Bologna fu raggiunta la mattina del 21 aprile 1945 dalla 3rd Carpathian Rifle Division del II Polish Corps e dal Gruppo di Combattimento “Friuli” dell’esercito cobelligerante italiano, seguiti dal II Corps statunitense proveniente dagli Appennini. Bondeno fu presa il 23 aprile; il 24 aprile furono liberate Parma e Reggio Emilia dai partigiani italiani. Intanto, il IV Corpo Americano continuava la sua avanzata verso nord, raggiungendo il fiume Po a San Benedetto il 22 aprile, e conquistando Verona il 26 aprile. Sulla destra della 5th U.S. Army, il XIII Corpo Britannico attraversò il Po a Ficarolo il 22 aprile, seguito dal V Corpo Britannico che lo attraversò il 25 aprile, spingendosi verso Venezia. Contemporaneamente, la 1ª Divisão de Infantaria Expedicionária Brasileira (FEB), la 34th Infantry Division e la 1st Armored Division del IV Corpo Americano si diressero verso Piacenza.
Il 27 aprile, la 1st Armored Division entrò a Milano, già liberata dai partigiani il 25 aprile, mentre Torino fu liberata lo stesso giorno dalle forze partigiane, dopo cinque giorni di aspri combattimenti. Il 27 aprile, il generale Günther Meinhold consegnò i suoi 14.000 soldati ai partigiani a Genova. Vicino Collecchio-Fornovo, nei pressi di Milano, la FEB brasiliana accerchiò e catturò 13.500 soldati tedeschi e della RSI. Il 29 aprile, il V Corps britannico entrò a Padova, dove i partigiani avevano già imprigionato una guarnigione tedesca di 5.000 uomini.

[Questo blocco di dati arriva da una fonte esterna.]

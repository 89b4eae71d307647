//! Route table for the HTTP API.
//!
//! Matching is done on path segments; the method is checked only after a
//! path shape matched, so a known path with the wrong method is a 405 and
//! an unknown path is a 404.

use http::Method;

use crate::catalog::{ImageId, UserId};
use crate::constants::API_PREFIX;

#[derive(Debug, Clone, Copy, PartialEq, Eq)]
pub enum Route {
    Health,
    Metrics,
    UploadImage,
    GetImage(ImageId),
    DeleteImage(ImageId),
    TransformImage(ImageId),
    ListUserImages(UserId),
}

#[derive(Debug, Clone, PartialEq, Eq)]
pub enum RouteError {
    NotFound,
    MethodNotAllowed { allowed: &'static str },
    /// Path shape matched but an id segment is not a number
    InvalidId(String),
}

impl Route {
    /// Low-cardinality label for metrics and logs
    pub fn label(&self) -> &'static str {
        match self {
            Route::Health => "/health",
            Route::Metrics => "/metrics",
            Route::UploadImage => "/api/v1/images",
            Route::GetImage(_) | Route::DeleteImage(_) => "/api/v1/images/{id}",
            Route::TransformImage(_) => "/api/v1/images/{id}/transform",
            Route::ListUserImages(_) => "/api/v1/users/{user_id}/images",
        }
    }

    pub fn requires_auth(&self) -> bool {
        !matches!(self, Route::Health | Route::Metrics)
    }
}

fn parse_id(segment: &str) -> Result<u64, RouteError> {
    segment
        .parse()
        .map_err(|_| RouteError::InvalidId(segment.to_string()))
}

fn only(method: &Method, allowed: &'static str, route: Route) -> Result<Route, RouteError> {
    if method.as_str() == allowed {
        Ok(route)
    } else {
        Err(RouteError::MethodNotAllowed { allowed })
    }
}

pub fn match_route(method: &Method, path: &str) -> Result<Route, RouteError> {
    let path = path.trim_end_matches('/');

    match path {
        "/health" => return only(method, "GET", Route::Health),
        "/metrics" => return only(method, "GET", Route::Metrics),
        _ => {}
    }

    let rest = path
        .strip_prefix(API_PREFIX)
        .filter(|rest| rest.is_empty() || rest.starts_with('/'))
        .ok_or(RouteError::NotFound)?;
    let segments: Vec<&str> = rest.split('/').filter(|s| !s.is_empty()).collect();

    match segments.as_slice() {
        ["images"] => only(method, "POST", Route::UploadImage),
        ["images", id] => {
            let id = parse_id(id)?;
            if *method == Method::GET {
                Ok(Route::GetImage(id))
            } else if *method == Method::DELETE {
                Ok(Route::DeleteImage(id))
            } else {
                Err(RouteError::MethodNotAllowed {
                    allowed: "GET, DELETE",
                })
            }
        }
        ["images", id, "transform"] => {
            let id = parse_id(id)?;
            only(method, "POST", Route::TransformImage(id))
        }
        ["users", user_id, "images"] => {
            let user_id = parse_id(user_id)?;
            only(method, "GET", Route::ListUserImages(user_id))
        }
        _ => Err(RouteError::NotFound),
    }
}
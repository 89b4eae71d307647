// Object storage
//
// Images live as opaque objects in one bucket and are addressed by public
// URL (`<scheme>://<endpoint>/<bucket>/<key>`). The `ObjectStore` trait is
// the seam between the services and the backend: S3-compatible storage in
// production, an in-memory map in tests and local runs.

use async_trait::async_trait;
use bytes::Bytes;
use std::sync::Arc;
use std::time::{SystemTime, UNIX_EPOCH};
use thiserror::Error;
use uuid::Uuid;

use crate::config::StorageConfig;

pub mod memory;
pub mod s3;

pub use memory::MemoryObjectStore;
pub use s3::S3ObjectStore;

#[derive(Debug, Error)]
pub enum StorageError {
    #[error("Object not found: {0}")]
    NotFound(String),

    #[error("URL '{0}' does not belong to the configured bucket")]
    ForeignUrl(String),

    #[error("Object '{key}' is {size} bytes, exceeding the {limit} byte limit")]
    TooLarge { key: String, size: u64, limit: usize },

    #[error("Storage {operation} timed out after {secs}s")]
    Timeout { operation: &'static str, secs: u64 },

    #[error("Storage backend error: {0}")]
    Backend(String),
}

/// Blob storage for encoded images
#[cfg_attr(test, mockall::automock)]
#[async_trait]
pub trait ObjectStore: Send + Sync {
    /// Download the object behind `url`, refusing objects over `max_bytes`
    async fn fetch(&self, url: &str, max_bytes: usize) -> Result<Bytes, StorageError>;

    /// Upload `data` under a freshly generated key and return its public URL
    ///
    /// The bucket (with a public-read policy) is created on first use.
    async fn store(&self, data: Bytes, content_type: &str) -> Result<String, StorageError>;

    /// Remove the object behind `url`
    async fn delete(&self, url: &str) -> Result<(), StorageError>;
}

/// Build the store selected by `config` (`memory://` or an S3 endpoint)
pub async fn build_object_store(
    config: &StorageConfig,
) -> Result<Arc<dyn ObjectStore>, StorageError> {
    if config.is_memory() {
        tracing::warn!(
            bucket = %config.bucket,
            "Using in-memory object store; objects are lost on restart"
        );
        return Ok(Arc::new(
            MemoryObjectStore::new(&config.bucket).with_key_prefix(&config.key_prefix),
        ));
    }
    Ok(Arc::new(S3ObjectStore::connect(config).await?))
}

/// `<prefix>-<uuid v4>-<unix nanos>`
pub fn generate_object_key(prefix: &str) -> String {
    let nanos = SystemTime::now()
        .duration_since(UNIX_EPOCH)
        .map(|d| d.as_nanos())
        .unwrap_or_default();
    format!("{}-{}-{}", prefix, Uuid::new_v4(), nanos)
}

pub fn object_url(base_url: &str, key: &str) -> String {
    format!("{}/{}", base_url.trim_end_matches('/'), key)
}

/// Recover the object key from a URL produced by `object_url`
pub fn object_key_from_url(base_url: &str, url: &str) -> Result<String, StorageError> {
    let base = base_url.trim_end_matches('/');
    url.strip_prefix(base)
        .and_then(|rest| rest.strip_prefix('/'))
        .filter(|key| !key.is_empty())
        .map(str::to_string)
        .ok_or_else(|| StorageError::ForeignUrl(url.to_string()))
}

#[cfg(test)]
mod tests {
    use super::*;

    const BASE: &str = "http://localhost:9000/images";

    #[test]
    fn test_generated_keys_are_prefixed_and_unique() {
        let a = generate_object_key("image");
        let b = generate_object_key("image");
        assert!(a.starts_with("image-"));
        assert_ne!(a, b);
        // prefix, five uuid groups, nanos
        assert_eq!(a.split('-').count(), 7);
    }

    #[test]
    fn test_url_round_trip() {
        let url = object_url(BASE, "image-abc-1");
        assert_eq!(url, "http://localhost:9000/images/image-abc-1");
        assert_eq!(object_key_from_url(BASE, &url).unwrap(), "image-abc-1");
        assert_eq!(
            object_key_from_url("http://localhost:9000/images/", &url).unwrap(),
            "image-abc-1"
        );
    }

    #[test]
    fn test_foreign_urls_rejected() {
        for url in [
            "http://localhost:9000/other/image-1",
            "http://localhost:9000/images",
            "http://localhost:9000/images/",
            "http://localhost:9000/imagesX/image-1",
            "https://localhost:9000/images/image-1",
            "",
        ] {
            assert!(
                matches!(object_key_from_url(BASE, url), Err(StorageError::ForeignUrl(_))),
                "{} should be foreign",
                url
            );
        }
    }

    #[tokio::test]
    async fn test_build_memory_store() {
        let store = build_object_store(&StorageConfig::memory("images"))
            .await
            .unwrap();
        let url = store
            .store(Bytes::from_static(b"abc"), "image/png")
            .await
            .unwrap();
        assert!(url.starts_with("memory://images/image-"));
    }
}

Le trattative per la resa iniziarono già a marzo in Svizzera, ma furono ritardate dalle proteste sovietiche, che temevano una pace separata tra britannici e americani. Il 29 aprile, l’atto di resa incondizionata della Germania fu firmato presso la Reggia di Caserta, con l’indicazione della cessazione delle ostilità per il 2 maggio. Anche se il feldmaresciallo Albert Kesselring tentò di fermare l’iniziativa del generale Heinrich von Vietinghoff, alla notizia della morte di Hitler, accettò infine i termini della resa. Infine, il 1° maggio 1945, anche il maresciallo Rodolfo Graziani, capo di stato maggiore dell’Esercito Nazionale Repubblicano della RSI, si arrese e depose le armi.
La guerra era davvero finita.
Tristi numeri
Nella Campagna d’Italia gli Alleati persero attorno ai 313.000 uomini; i caduti tedeschi si stimano in 336.000; 64.000 civili italiani morirono sotto i bombardamenti, altri 10.000 nelle rappresaglie tedesche e fasciste; i partigiani ebbero intorno ai 35.000 morti. Oltre 700.000 persone.